Quilombo bookstore
- Founded: 2002
- Headquarters location: 23 rue Voltaire, Paris
- Key people: Bastien Roche (2006-2019)
- Nonfiction topics: Anarchism, radical ecology, alter-globalization
- Official website: https://librairie-quilombo.org/

= Quilombo bookstore =

The Quilombo bookstore is an anarchist bookstore and publishing house located at 23 rue Voltaire in Paris.

Founded in 2002 by members of the Section carrément anti-Le Pen (SCALP), it is linked to the L'Échappée publishing house. It distributes texts concerning anarchism and broader social struggles, with a focus on alter-globalization and radical ecology.

The bookstore also supports the Palestinian cause and the Zapatista movement.

== History ==
The bookstore was founded in 2002 at 23 Rue Voltaire in the 11th arrondissement of Paris. Its name, Quilombo, refers to the communities formed by escaped slaves.

It was launched by several members of the Section carrément anti-Le Pen (SCALP). The bookstore is part of a cluster of activist networks in Paris, including the adjacent International Center for Popular Culture (CICP) and the headquarters of the Confédération nationale du Travail (CNT) at 33 Rue des Vignoles.

The initiative was reportedly launched with less than 4,000 euros. However, Quilombo was able to hire one, and later two, employees during the 2000s. One of them was Bastien Roche (1980–2021), a CNT member with ties to the Zapatistas, whom he visited and with whom he built connections.

In 2015, the bookstore underwent expansion work for several days.

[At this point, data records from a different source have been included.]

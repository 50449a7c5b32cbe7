//! Fitlog Aggregation Engine
//!
//! Derived views computed from the record store:
//!
//! - **stats**: Dashboard totals and the daily nutrition summary
//! - **streak**: Consecutive-day activity streak
//! - **activity**: Merged recent-activity feed
//! - **trend**: Weight trend over a trailing window
//! - **progress**: Progress toward the goal
//!
//! The computations themselves are pure functions over records. `Aggregator`
//! fetches the inputs from a `Store` handle and calls them. The reference
//! date is always passed in by the caller; nothing here reads the clock.
//!
//! # Example
//!
//! ```rust,no_run
//! use fitlog::aggregate::Aggregator;
//! use fitlog::store::Store;
//! use std::sync::Arc;
//!
//! fn main() -> Result<(), Box<dyn std::error::Error>> {
//!     let store = Arc::new(Store::in_memory()?);
//!     let aggregator = Aggregator::new(store);
//!
//!     let today = chrono::Utc::now().date_naive();
//!     let streak = aggregator.streak(today)?;
//!     println!("{} day streak", streak.streak);
//!     Ok(())
//! }
//! ```

pub mod activity;
pub mod progress;
pub mod stats;
pub mod streak;
pub mod trend;

pub use activity::{
    merge_recent, ActivityFeed, ActivityItem, ActivityKind, DEFAULT_RECENT_LIMIT,
    MAX_RECENT_LIMIT,
};
pub use progress::GoalProgress;
pub use stats::{day_bounds, DashboardStats, NutritionSummary};
pub use streak::{activity_dates, compute_streak, Streak};
pub use trend::{trend_window, TrendPoint, WeightTrend, DEFAULT_TREND_DAYS, MAX_TREND_DAYS};

use chrono::NaiveDate;
use std::sync::Arc;
use thiserror::Error;

use crate::store::{Goal, Meal, RecordFilter, Store, StoreError, Weight, Workout};

/// Errors from aggregate computations
#[derive(Error, Debug)]
pub enum AggregateError {
    /// Goal progress was requested but no goal is set
    #[error("No goals set")]
    NoGoal,

    #[error(transparent)]
    Store(#[from] StoreError),
}

pub type AggregateResult<T> = Result<T, AggregateError>;

/// Round half away from zero to `places` decimals
pub fn round_to(value: f64, places: i32) -> f64 {
    let factor = 10f64.powi(places);
    (value * factor).round() / factor
}

/// Computes derived views from an explicit store handle
#[derive(Debug, Clone)]
pub struct Aggregator {
    store: Arc<Store>,
}

impl Aggregator {
    pub fn new(store: Arc<Store>) -> Self {
        Self { store }
    }

    /// Meal/workout totals for `date` plus the latest weight
    pub fn dashboard_stats(&self, date: NaiveDate) -> AggregateResult<DashboardStats> {
        let (start, end) = day_bounds(date);
        let workouts: Vec<Workout> = self.store.find(&RecordFilter::between(start, end))?;
        let meals: Vec<Meal> = self.store.find(&RecordFilter::between(start, end))?;
        let latest = self.store.latest::<Weight>()?;

        let stats = DashboardStats::compute(date, &workouts, &meals, latest.as_ref());
        tracing::debug!(
            %date,
            meals = stats.meal_count,
            workouts = stats.workout_count,
            "Computed dashboard stats"
        );
        Ok(stats)
    }

    /// Macro totals over the meals logged on `date`
    pub fn daily_nutrition(&self, date: NaiveDate) -> AggregateResult<NutritionSummary> {
        let (start, end) = day_bounds(date);
        let meals: Vec<Meal> = self.store.find(&RecordFilter::between(start, end))?;
        Ok(NutritionSummary::compute(date, &meals))
    }

    /// Consecutive activity days ending at `today`
    pub fn streak(&self, today: NaiveDate) -> AggregateResult<Streak> {
        let workout_dates = self.store.distinct_dates::<Workout>()?;
        let meal_dates = self.store.distinct_dates::<Meal>()?;
        let dates = activity_dates(workout_dates.into_iter().chain(meal_dates));

        let streak = compute_streak(&dates, today);
        tracing::debug!(%today, streak = streak.streak, "Computed streak");
        Ok(streak)
    }

    /// Up to `limit` (capped at `MAX_RECENT_LIMIT`) most recent entries across all kinds
    pub fn recent_activity(&self, limit: usize) -> AggregateResult<ActivityFeed> {
        let limit = limit.min(MAX_RECENT_LIMIT);
        let workouts: Vec<Workout> = self.store.find(&RecordFilter::new().limit(limit))?;
        let meals: Vec<Meal> = self.store.find(&RecordFilter::new().limit(limit))?;
        let weights: Vec<Weight> = self.store.find(&RecordFilter::new().limit(limit))?;

        Ok(merge_recent(&workouts, &meals, &weights, limit))
    }

    /// Weight series over `[today - days, today]`, oldest first
    pub fn weight_trend(&self, today: NaiveDate, days: u32) -> AggregateResult<WeightTrend> {
        let (start, end) = trend_window(today, days);
        let weights: Vec<Weight> = self
            .store
            .find(&RecordFilter::between(start, end).ascending())?;
        Ok(WeightTrend::compute(start, end, &weights))
    }

    /// Progress toward the goal; `NoGoal` if none is set
    pub fn goal_progress(&self) -> AggregateResult<GoalProgress> {
        let goal = self
            .store
            .first::<Goal>()?
            .ok_or(AggregateError::NoGoal)?;
        let latest = self.store.latest::<Weight>()?;
        Ok(GoalProgress::compute(goal, latest.as_ref()))
    }
}

#[cfg(test)]
mod tests {
    use super::*;
    use crate::store::{NewGoal, NewMeal, NewWeight, NewWorkout};
    use chrono::{DateTime, Duration, TimeZone, Utc};

    fn today() -> NaiveDate {
        NaiveDate::from_ymd_opt(2026, 10, 17).unwrap()
    }

    fn at(date: NaiveDate, h: u32, m: u32) -> DateTime<Utc> {
        Utc.from_utc_datetime(&date.and_hms_opt(h, m, 0).unwrap())
    }

    fn setup() -> (Arc<Store>, Aggregator) {
        let store = Arc::new(Store::in_memory().unwrap());
        let aggregator = Aggregator::new(Arc::clone(&store));
        (store, aggregator)
    }

    fn add_meal(store: &Store, when: DateTime<Utc>, calories: i64, protein: i64) {
        let meal = Meal::from_new(
            NewMeal {
                kind: "lunch".into(),
                description: format!("{} cal meal", calories),
                calories,
                protein,
                carbs: Some(10),
                fat: None,
                notes: None,
                date: Some(when),
            },
            when,
        );
        store.insert(meal).unwrap();
    }

    fn add_workout(store: &Store, when: DateTime<Utc>, burned: i64) {
        let workout = Workout::from_new(
            NewWorkout {
                kind: "cardio".into(),
                name: "Run".into(),
                duration: 30,
                calories_burned: burned,
                notes: None,
                date: Some(when),
            },
            when,
        );
        store.insert(workout).unwrap();
    }

    fn add_weight(store: &Store, date: NaiveDate, lbs: f64) {
        let weight = Weight::from_new(
            NewWeight {
                weight: lbs,
                date: Some(date),
            },
            at(date, 7, 0),
        );
        store.insert(weight).unwrap();
    }

    #[test]
    fn test_dashboard_stats_for_day() {
        let (store, aggregator) = setup();
        add_meal(&store, at(today(), 8, 0), 300, 20);
        add_meal(&store, at(today(), 19, 30), 450, 35);
        add_meal(&store, at(today() - Duration::days(1), 23, 59), 999, 99);
        add_workout(&store, at(today(), 0, 0), 200);
        add_workout(&store, at(today() + Duration::days(1), 0, 0), 500);
        add_weight(&store, today() - Duration::days(3), 186.0);
        add_weight(&store, today() - Duration::days(1), 185.2);

        let stats = aggregator.dashboard_stats(today()).unwrap();
        assert_eq!(stats.calories_consumed, 750);
        assert_eq!(stats.protein_consumed, 55);
        assert_eq!(stats.workout_count, 1);
        assert_eq!(stats.calories_burned, 200);
        assert_eq!(stats.current_weight, Some(185.2));
        assert_eq!(stats.meal_count, 2);
    }

    #[test]
    fn test_daily_nutrition() {
        let (store, aggregator) = setup();
        add_meal(&store, at(today(), 8, 0), 300, 20);
        add_meal(&store, at(today(), 23, 59), 450, 35);

        let summary = aggregator.daily_nutrition(today()).unwrap();
        assert_eq!(summary.total_calories, 750);
        assert_eq!(summary.total_carbs, 20);
        assert_eq!(summary.total_fat, 0);
        assert_eq!(summary.meal_count, 2);

        let empty = aggregator.daily_nutrition(today() - Duration::days(5)).unwrap();
        assert_eq!(empty.meal_count, 0);
    }

    #[test]
    fn test_streak_from_store() {
        let (store, aggregator) = setup();
        assert_eq!(aggregator.streak(today()).unwrap().streak, 0);

        add_workout(&store, at(today(), 7, 0), 100);
        add_meal(&store, at(today(), 12, 0), 400, 30);
        add_meal(&store, at(today() - Duration::days(1), 12, 0), 400, 30);
        add_workout(&store, at(today() - Duration::days(2), 18, 0), 100);

        let streak = aggregator.streak(today()).unwrap();
        assert_eq!(streak.streak, 3);
        assert_eq!(streak.last_activity_date, Some(today()));
    }

    #[test]
    fn test_streak_ignores_weights() {
        let (store, aggregator) = setup();
        add_weight(&store, today(), 180.0);
        add_meal(&store, at(today() - Duration::days(2), 12, 0), 400, 30);

        let streak = aggregator.streak(today()).unwrap();
        assert_eq!(streak.streak, 0);
        assert_eq!(streak.last_activity_date, Some(today() - Duration::days(2)));
    }

    #[test]
    fn test_recent_activity_limit_and_order() {
        let (store, aggregator) = setup();
        for i in 0..4 {
            let day = today() - Duration::days(i);
            add_workout(&store, at(day, 8, 0), 100);
            add_meal(&store, at(day, 12, 0), 500, 30);
            add_weight(&store, day, 180.0 + i as f64);
        }

        let feed = aggregator.recent_activity(5).unwrap();
        assert_eq!(feed.count, 5);
        assert!(feed
            .activities
            .windows(2)
            .all(|w| w[0].date >= w[1].date));
        assert_eq!(feed.activities[0].kind, ActivityKind::Meal);

        let capped = aggregator.recent_activity(500).unwrap();
        assert_eq!(capped.count, 12);
    }

    #[test]
    fn test_weight_trend_window() {
        let (store, aggregator) = setup();
        add_weight(&store, today() - Duration::days(10), 190.0);
        add_weight(&store, today() - Duration::days(7), 186.4);
        add_weight(&store, today() - Duration::days(3), 185.0);
        add_weight(&store, today(), 184.1);
        add_weight(&store, today() + Duration::days(1), 150.0);

        let trend = aggregator.weight_trend(today(), 7).unwrap();
        assert_eq!(trend.start_date, today() - Duration::days(7));
        assert_eq!(trend.end_date, today());
        assert_eq!(trend.data_points, 3);
        assert_eq!(trend.start_weight, Some(186.4));
        assert_eq!(trend.current_weight, Some(184.1));
        assert_eq!(trend.change, Some(-2.3));
        assert!(trend.trend.windows(2).all(|w| w[0].date <= w[1].date));
    }

    #[test]
    fn test_goal_progress() {
        let (store, aggregator) = setup();
        assert!(matches!(
            aggregator.goal_progress(),
            Err(AggregateError::NoGoal)
        ));

        store
            .upsert_goal(
                NewGoal {
                    start_weight: 200.0,
                    target_weight: 170.0,
                    target_date: None,
                    daily_calorie_goal: None,
                    weekly_workouts: None,
                    active_days_per_week: None,
                },
                at(today(), 8, 0),
            )
            .unwrap();
        add_weight(&store, today() - Duration::days(1), 190.0);
        add_weight(&store, today(), 185.0);

        let progress = aggregator.goal_progress().unwrap();
        assert_eq!(progress.current_weight, 185.0);
        assert_eq!(progress.total_to_lose, 30.0);
        assert_eq!(progress.lost_so_far, 15.0);
        assert_eq!(progress.remaining, 15.0);
        assert_eq!(progress.percent_complete, 50.0);
    }

    #[test]
    fn test_round_to() {
        assert_eq!(round_to(1.005_1, 2), 1.01);
        assert_eq!(round_to(-2.349, 1), -2.3);
        assert_eq!(round_to(50.0, 1), 50.0);
    }
}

After being closed, Quilombo reopened in April 2020 during the COVID-19 pandemic, stating 'so that thought is no longer confined'.

In 2024, the bookstore published a statement in Le Monde libertaire announcing the end of their 6,000 annual catalogs due to rising paper prices and postal costs.

== Editorial policy, publications, and specificities ==
Quilombo is self-managed according to anarchist principles and holds a general assembly every two months so that those involved in the project can collectively make decisions.

According to sociologist Benjamin Ferron, the bookstore is closely aligned with the Zapatista, Palestinian, and alter-globalization movements in France. In 2012, he wrote:This bookstore works closely with the Committee of Solidarity with the Peoples of Chiapas in Struggle (CSPLCL), whose office is located in the CICP, on the same floor and right next door to the Association France-Palestine Solidarité (AFPS).It is also 'closely linked' to the publishing houses L'Échappée and Nada, with members of these houses actively participating in the bookstore.

While the bookstore is interested in all types of publications concerning anarchism and broader social struggles, it has undergone a progressive evolution, leading it to approach anarchist thought through subjects such as radical ecology and the critique of industrial society.

== Legacy ==

=== Influence on the anarchist publishing and movement in France ===
Alongside Publico and La Brèche, it is part of a network of anarchist bookstores that have enabled an 'editorial flowering' of anarchist texts (or those concerning anarchism) in the early 21st-century France. As of 2024, approximately fifty independent publishing houses reportedly rely financially on the bookstore for their distribution.